[RECORDS TO USE — start]

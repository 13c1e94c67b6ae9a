//! Dark Browser RPC Server: JSON-RPC over stdin/stdout for an external UI host.
//!
//! Protocol: one JSON object per line (newline-delimited JSON).
//! Request:  {"id":1, "method":"tab.open_url", "params":{"url":"..."}}
//! Response: {"id":1, "result":{...}} or {"id":1, "error":"..."}
//! Host events (`{"event": ...}`) produced while handling a request are
//! written before its response.

use std::error::Error;
use std::future;

use serde_json::{json, Value};
use tokio::io::{self, AsyncBufReadExt, AsyncWriteExt, BufReader, Stdout};
use tokio::time::{sleep_until, Instant};
use tracing::{error, info};

use darkbrowser::app::AppPaths;
use darkbrowser::logging::init_logging;
use darkbrowser::managers::tab_manager::RESTORE_RELOAD_GRACE;
use darkbrowser::rpc_handler::{handle_method, RpcSession};

async fn write_line(out: &mut Stdout, value: &Value) -> io::Result<()> {
    out.write_all(value.to_string().as_bytes()).await?;
    out.write_all(b"\n").await
}

async fn flush_events(out: &mut Stdout, session: &RpcSession) -> io::Result<()> {
    for event in session.outbox.drain() {
        write_line(out, &event).await?;
    }
    out.flush().await
}

async fn run() -> Result<(), Box<dyn Error>> {
    let mut session = RpcSession::new(AppPaths::from_env());
    session.app.startup();

    let mut stdout = io::stdout();
    write_line(&mut stdout, &json!({"event": "ready", "version": env!("CARGO_PKG_VERSION")})).await?;
    flush_events(&mut stdout, &session).await?;

    let mut reload_at = session
        .app
        .tab_manager
        .has_pending_reload()
        .then(|| Instant::now() + RESTORE_RELOAD_GRACE);

    let mut lines = BufReader::new(io::stdin()).lines();
    loop {
        let deadline = reload_at;
        let reload_timer = async move {
            match deadline {
                Some(deadline) => sleep_until(deadline).await,
                None => future::pending::<()>().await,
            }
        };

        tokio::select! {
            line = lines.next_line() => {
                let Some(line) = line? else { break };
                if line.trim().is_empty() {
                    continue;
                }

                let req: Value = match serde_json::from_str(&line) {
                    Ok(v) => v,
                    Err(e) => {
                        write_line(&mut stdout, &json!({"id": null, "error": format!("parse error: {}", e)})).await?;
                        stdout.flush().await?;
                        continue;
                    }
                };

                let id = req.get("id").cloned().unwrap_or(Value::Null);
                let method = req.get("method").and_then(|v| v.as_str()).unwrap_or("");
                let params = req.get("params").cloned().unwrap_or(json!({}));

                let response = match handle_method(&mut session, method, &params) {
                    Ok(val) => json!({"id": id, "result": val}),
                    Err(err) => json!({"id": id, "error": err}),
                };
                flush_events(&mut stdout, &session).await?;
                write_line(&mut stdout, &response).await?;
                stdout.flush().await?;

                if method == "app.shutdown" {
                    return Ok(());
                }
            }
            _ = reload_timer => {
                reload_at = None;
                session.app.tab_manager.reload_restored_tabs();
                flush_events(&mut stdout, &session).await?;
            }
        }
    }

    info!("Input closed, shutting down");
    session.app.shutdown();
    flush_events(&mut stdout, &session).await?;
    Ok(())
}

fn main() -> Result<(), Box<dyn Error>> {
    init_logging();

    let runtime = tokio::runtime::Builder::new_current_thread()
        .enable_all()
        .build()?;

    runtime.block_on(run()).map_err(|e| {
        error!(error = %e, "RPC server failed");
        e
    })
}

[RECORDS TO USE — finish]

REQUIRED ACTION:
Return all of the lines above exactly, with none omitted.

EXERCISE OUTPUT:
repository 13c1e94c67b6ae9a
//! Dark Browser RPC Server: JSON-RPC over stdin/stdout for an external UI host.
//!
//! Protocol: one JSON object per line (newline-delimited JSON).
//! Request:  {"id":1, "method":"tab.open_url", "params":{"url":"..."}}
//! Response: {"id":1, "result":{...}} or {"id":1, "error":"..."}
//! Host events (`{"event": ...}`) produced while handling a request are
//! written before its response.

use std::error::Error;
use std::future;

use serde_json::{json, Value};
use tokio::io::{self, AsyncBufReadExt, AsyncWriteExt, BufReader, Stdout};
use tokio::time::{sleep_until, Instant};
use tracing::{error, info};

use darkbrowser::app::AppPaths;
use darkbrowser::logging::init_logging;
use darkbrowser::managers::tab_manager::RESTORE_RELOAD_GRACE;
use darkbrowser::rpc_handler::{handle_method, RpcSession};

async fn write_line(out: &mut Stdout, value: &Value) -> io::Result<()> {
    out.write_all(value.to_string().as_bytes()).await?;
    out.write_all(b"\n").await
}

async fn flush_events(out: &mut Stdout, session: &RpcSession) -> io::Result<()> {
    for event in session.outbox.drain() {
        write_line(out, &event).await?;
    }
    out.flush().await
}

async fn run() -> Result<(), Box<dyn Error>> {
    let mut session = RpcSession::new(AppPaths::from_env());
    session.app.startup();

    let mut stdout = io::stdout();
    write_line(&mut stdout, &json!({"event": "ready", "version": env!("CARGO_PKG_VERSION")})).await?;
    flush_events(&mut stdout, &session).await?;

    let mut reload_at = session
        .app
        .tab_manager
        .has_pending_reload()
        .then(|| Instant::now() + RESTORE_RELOAD_GRACE);

    let mut lines = BufReader::new(io::stdin()).lines();
    loop {
        let deadline = reload_at;
        let reload_timer = async move {
            match deadline {
                Some(deadline) => sleep_until(deadline).await,
                None => future::pending::<()>().await,
            }
        };

        tokio::select! {
            line = lines.next_line() => {
                let Some(line) = line? else { break };
                if line.trim().is_empty() {
                    continue;
                }

                let req: Value = match serde_json::from_str(&line) {
                    Ok(v) => v,
                    Err(e) => {
                        write_line(&mut stdout, &json!({"id": null, "error": format!("parse error: {}", e)})).await?;
                        stdout.flush().await?;
                        continue;
                    }
                };

                let id = req.get("id").cloned().unwrap_or(Value::Null);
                let method = req.get("method").and_then(|v| v.as_str()).unwrap_or("");
                let params = req.get("params").cloned().unwrap_or(json!({}));

                let response = match handle_method(&mut session, method, &params) {
                    Ok(val) => json!({"id": id, "result": val}),
                    Err(err) => json!({"id": id, "error": err}),
                };
                flush_events(&mut stdout, &session).await?;
                write_line(&mut stdout, &response).await?;
                stdout.flush().await?;

                if method == "app.shutdown" {
                    return Ok(());
                }
            }
            _ = reload_timer => {
                reload_at = None;
                session.app.tab_manager.reload_restored_tabs();
                flush_events(&mut stdout, &session).await?;
            }
        }
    }

    info!("Input closed, shutting down");
    session.app.shutdown();
    flush_events(&mut stdout, &session).await?;
    Ok(())
}

fn main() -> Result<(), Box<dyn Error>> {
    init_logging();

    let runtime = tokio::runtime::Builder::new_current_thread()
        .enable_all()
        .build()?;

    runtime.block_on(run()).map_err(|e| {
        error!(error = %e, "RPC server failed");
        e
    })
}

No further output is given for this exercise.